**WORK TASK:**
Output the lines below exactly, please, from the first line until the line with "pub fn format_error(&self, error: &TrellisError)", counting both.
═══ DATASET EXCERPTS ═══
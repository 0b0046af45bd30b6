//! Error reports with suggestions and cause chains.

use std::error::Error;

use trellis_core::error::TrellisError;

use super::colors::ColorSupport;

pub struct ErrorFormatter {
    colors: ColorSupport,
}

impl ErrorFormatter {
    pub fn new() -> Self {
        Self::with_colors(ColorSupport::detect())
    }

    pub fn with_colors(colors: ColorSupport) -> Self {
        Self { colors }
    }

    /// Format an error followed by its suggestion and every underlying cause
    pub fn format_error(&self, error: &TrellisError) -> String {
        let mut output = format!("{}: {}", self.colors.red("error"), error);

        if let TrellisError::TomlParse {
            file, line, column, ..
        } = error
        {
            output.push('\n');
            output.push_str(&self.format_location(file, *line, *column));
        }

        if let Some(suggestion) = error.suggestion() {
            output.push_str(&format!("\n{}: {}", self.colors.dim("help"), suggestion));
        }

        let mut source = error.source();
        while let Some(err) = source {
            output.push_str(&format!("\n{}: {}", self.colors.dim("caused by"), err));
            source = err.source();
        }

        output
    }

    fn format_location(&self, file: &str, line: usize, column: usize) -> String {
        format!("  {} {}:{}:{}", self.colors.dim("-->"), file, line, column)
    }
}

impl Default for ErrorFormatter {
    fn default() -> Self {
        Self::new()
    }
}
═══
**EXPECTED ANSWER:**
repository 0b0046af45bd30b6
//! Error reports with suggestions and cause chains.

use std::error::Error;

use trellis_core::error::TrellisError;

use super::colors::ColorSupport;

pub struct ErrorFormatter {
    colors: ColorSupport,
}

impl ErrorFormatter {
    pub fn new() -> Self {
        Self::with_colors(ColorSupport::detect())
    }

    pub fn with_colors(colors: ColorSupport) -> Self {
        Self { colors }
    }

    /// Format an error followed by its suggestion and every underlying cause
    pub fn format_error(&self, error: &TrellisError) -> String {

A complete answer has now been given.